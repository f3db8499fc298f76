//! Comment operations: posting, replying, editing, and QNA answer marking.
//!
//! The stored collection is the flat list of top-level comments across all
//! threads; replies live nested inside their parent. Comment ids are unique
//! across the whole store, so the tree operations can run over the full
//! collection.

use raddit_shared::{Comment, Thread};
use tracing::{debug, info};

use crate::error::{Result, StoreError};
use crate::{fresh_id, now, tree, Forum, COMMENTS_KEY};

impl Forum {
    /// Load the full comment collection. A missing key is an empty
    /// collection.
    pub fn load_comments(&self) -> Result<Vec<Comment>> {
        let comments: Vec<Comment> = match self.backend().get(COMMENTS_KEY)? {
            Some(raw) => serde_json::from_str(&raw)?,
            None => Vec::new(),
        };
        debug!(count = comments.len(), "loaded comments");
        Ok(comments)
    }

    /// Replace the whole stored comment collection.
    pub fn save_comments(&self, comments: &[Comment]) -> Result<()> {
        let raw = serde_json::to_string(comments)?;
        self.backend().set(COMMENTS_KEY, &raw)
    }

    /// Top-level comments belonging to one thread, in stored order.
    pub fn comments_for_thread(&self, thread_id: i64) -> Result<Vec<Comment>> {
        Ok(self
            .load_comments()?
            .into_iter()
            .filter(|c| c.thread == thread_id)
            .collect())
    }

    /// Post a top-level comment on a thread.
    pub fn add_comment(&self, thread_id: i64, content: &str) -> Result<Comment> {
        let creator = self.current_user()?.ok_or(StoreError::NotLoggedIn)?;
        let content = ammonia::clean(content).trim().to_string();
        if content.is_empty() {
            return Err(StoreError::EmptyField { field: "comment" });
        }
        self.writable_thread(thread_id)?;

        let comment = Comment {
            id: fresh_id(),
            thread: thread_id,
            content,
            creator,
            created_at: now(),
            is_answer: false,
            parent_comment_id: None,
            replies: Vec::new(),
        };

        let mut comments = self.load_comments()?;
        comments.push(comment.clone());
        self.save_comments(&comments)?;
        info!(id = comment.id, thread_id, "comment added");
        Ok(comment)
    }

    /// Reply to an existing comment anywhere in the thread's reply tree.
    pub fn add_reply(&self, thread_id: i64, parent_id: i64, content: &str) -> Result<Comment> {
        let creator = self.current_user()?.ok_or(StoreError::NotLoggedIn)?;
        let content = ammonia::clean(content).trim().to_string();
        if content.is_empty() {
            return Err(StoreError::EmptyField { field: "reply" });
        }
        self.writable_thread(thread_id)?;

        let comments = self.load_comments()?;
        match tree::find(&comments, parent_id) {
            Some(parent) if parent.thread == thread_id => {}
            _ => return Err(StoreError::CommentNotFound { id: parent_id }),
        }

        let updated = tree::append_reply(comments, parent_id, &content, &creator);
        let reply = tree::find(&updated, parent_id)
            .and_then(|parent| parent.replies.last())
            .cloned()
            .ok_or(StoreError::CommentNotFound { id: parent_id })?;
        self.save_comments(&updated)?;
        info!(id = reply.id, parent_id, thread_id, "reply added");
        Ok(reply)
    }

    /// Replace a comment anywhere in the stored forest by its id.
    pub fn update_comment(&self, comment: Comment) -> Result<()> {
        let comments = self.load_comments()?;
        if !tree::contains(&comments, comment.id) {
            return Err(StoreError::CommentNotFound { id: comment.id });
        }
        let id = comment.id;
        let updated = tree::find_and_replace(comments, id, |_| comment.clone());
        self.save_comments(&updated)?;
        debug!(id, "comment updated");
        Ok(())
    }

    /// Mark a comment as the answer of a QNA thread. Clears the flag on the
    /// thread's other top-level comments and moves the answer first; also
    /// records the answer on the thread record itself.
    pub fn mark_answer(&self, thread_id: i64, comment_id: i64) -> Result<()> {
        let mut threads = self.load_threads()?;
        let thread = threads
            .iter_mut()
            .find(|t| t.id == thread_id)
            .ok_or(StoreError::ThreadNotFound { id: thread_id })?;
        if thread.category != raddit_shared::ThreadCategory::Qna {
            return Err(StoreError::NotQna { id: thread_id });
        }

        let (thread_comments, mut others): (Vec<Comment>, Vec<Comment>) = self
            .load_comments()?
            .into_iter()
            .partition(|c| c.thread == thread_id);
        if !tree::contains(&thread_comments, comment_id) {
            return Err(StoreError::CommentNotFound { id: comment_id });
        }

        let toggled = tree::toggle_answer(thread_comments, comment_id);
        others.extend(toggled);

        thread.answered = true;
        thread.answer_comment_id = Some(comment_id);

        self.save_threads(&threads)?;
        self.save_comments(&others)?;
        info!(thread_id, comment_id, "answer marked");
        Ok(())
    }

    /// The thread must exist and accept new posts.
    fn writable_thread(&self, id: i64) -> Result<Thread> {
        let thread = self
            .load_threads()?
            .into_iter()
            .find(|t| t.id == id)
            .ok_or(StoreError::ThreadNotFound { id })?;
        if thread.locked {
            return Err(StoreError::ThreadLocked { id });
        }
        Ok(thread)
    }
}
//! Thread operations: listing, searching, creation, locking, deletion.

use raddit_shared::{Comment, CreateThread, Tag, Thread};
use serde::Serialize;
use tracing::{debug, info};

use crate::error::{Result, StoreError};
use crate::{fresh_id, now, Forum, THREADS_KEY};

/// A thread together with its top-level comments.
#[derive(Debug, Clone, Serialize)]
pub struct ThreadDetail {
    pub thread: Thread,
    pub comments: Vec<Comment>,
}

impl Forum {
    /// Load the full thread collection. A missing key is an empty
    /// collection. `comment_count` is recomputed from the comment
    /// collection on every load, and `locked` defaults to unlocked.
    pub fn load_threads(&self) -> Result<Vec<Thread>> {
        let mut threads: Vec<Thread> = match self.backend().get(THREADS_KEY)? {
            Some(raw) => serde_json::from_str(&raw)?,
            None => Vec::new(),
        };

        let comments = self.load_comments()?;
        for thread in &mut threads {
            thread.comment_count = comments.iter().filter(|c| c.thread == thread.id).count() as i64;
        }
        debug!(count = threads.len(), "loaded threads");
        Ok(threads)
    }

    /// Replace the whole stored thread collection.
    pub fn save_threads(&self, threads: &[Thread]) -> Result<()> {
        let raw = serde_json::to_string(threads)?;
        self.backend().set(THREADS_KEY, &raw)
    }

    /// All threads, newest first.
    pub fn list_threads(&self) -> Result<Vec<Thread>> {
        let mut threads = self.load_threads()?;
        threads.sort_by(|a, b| b.id.cmp(&a.id));
        Ok(threads)
    }

    /// Threads whose title, description, or tag names contain `query`,
    /// case-insensitively. Newest first.
    pub fn search_threads(&self, query: &str) -> Result<Vec<Thread>> {
        let query = query.to_lowercase();
        let mut threads: Vec<Thread> = self
            .load_threads()?
            .into_iter()
            .filter(|thread| {
                thread.title.to_lowercase().contains(&query)
                    || thread.description.to_lowercase().contains(&query)
                    || thread
                        .tags
                        .iter()
                        .any(|tag| tag.name.to_lowercase().contains(&query))
            })
            .collect();
        threads.sort_by(|a, b| b.id.cmp(&a.id));
        Ok(threads)
    }

    /// Create a thread for the logged-in user. Title and description must
    /// be non-empty after trimming; nothing is written on failure.
    pub fn create_thread(&self, payload: CreateThread) -> Result<Thread> {
        let creator = self.current_user()?.ok_or(StoreError::NotLoggedIn)?;

        let title = ammonia::clean(&payload.title).trim().to_string();
        let description = ammonia::clean(&payload.description).trim().to_string();
        if title.is_empty() {
            return Err(StoreError::EmptyField { field: "title" });
        }
        if description.is_empty() {
            return Err(StoreError::EmptyField { field: "description" });
        }

        let id = fresh_id();
        let tags = payload
            .tags
            .iter()
            .map(|name| ammonia::clean(name).trim().to_string())
            .filter(|name| !name.is_empty())
            .enumerate()
            .map(|(i, name)| Tag {
                id: id + 1 + i as i64,
                name,
            })
            .collect();

        let thread = Thread {
            id,
            title,
            category: payload.category,
            created_at: now(),
            description,
            creator,
            comment_count: 0,
            locked: false,
            tags,
            answered: false,
            answer_comment_id: None,
        };

        let mut threads = self.load_threads()?;
        threads.push(thread.clone());
        self.save_threads(&threads)?;
        info!(id = thread.id, "thread created");
        Ok(thread)
    }

    /// A thread plus its top-level comments.
    pub fn thread_detail(&self, id: i64) -> Result<ThreadDetail> {
        let thread = self
            .load_threads()?
            .into_iter()
            .find(|t| t.id == id)
            .ok_or(StoreError::ThreadNotFound { id })?;
        let comments = self.comments_for_thread(id)?;
        Ok(ThreadDetail { thread, comments })
    }

    pub fn lock_thread(&self, id: i64) -> Result<()> {
        self.set_locked(id, true)
    }

    pub fn unlock_thread(&self, id: i64) -> Result<()> {
        self.set_locked(id, false)
    }

    fn set_locked(&self, id: i64, locked: bool) -> Result<()> {
        let mut threads = self.load_threads()?;
        let thread = threads
            .iter_mut()
            .find(|t| t.id == id)
            .ok_or(StoreError::ThreadNotFound { id })?;
        thread.locked = locked;
        self.save_threads(&threads)?;
        info!(id, locked, "thread lock state changed");
        Ok(())
    }

    /// Delete a thread and, cascading, every comment that belongs to it.
    /// Comments of other threads are untouched.
    pub fn delete_thread(&self, id: i64) -> Result<()> {
        let threads = self.load_threads()?;
        if !threads.iter().any(|t| t.id == id) {
            return Err(StoreError::ThreadNotFound { id });
        }

        let remaining: Vec<Thread> = threads.into_iter().filter(|t| t.id != id).collect();
        self.save_threads(&remaining)?;

        let comments: Vec<Comment> = self
            .load_comments()?
            .into_iter()
            .filter(|c| c.thread != id)
            .collect();
        self.save_comments(&comments)?;
        info!(id, "thread deleted");
        Ok(())
    }
}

**ASSIGNMENT**
Show each line of the material where the word "match" occurs.

**OUTPUT FOR THIS TASK**
        let comments: Vec<Comment> = match self.backend().get(COMMENTS_KEY)? {
        match tree::find(&comments, parent_id) {
        let mut threads: Vec<Thread> = match self.backend().get(THREADS_KEY)? {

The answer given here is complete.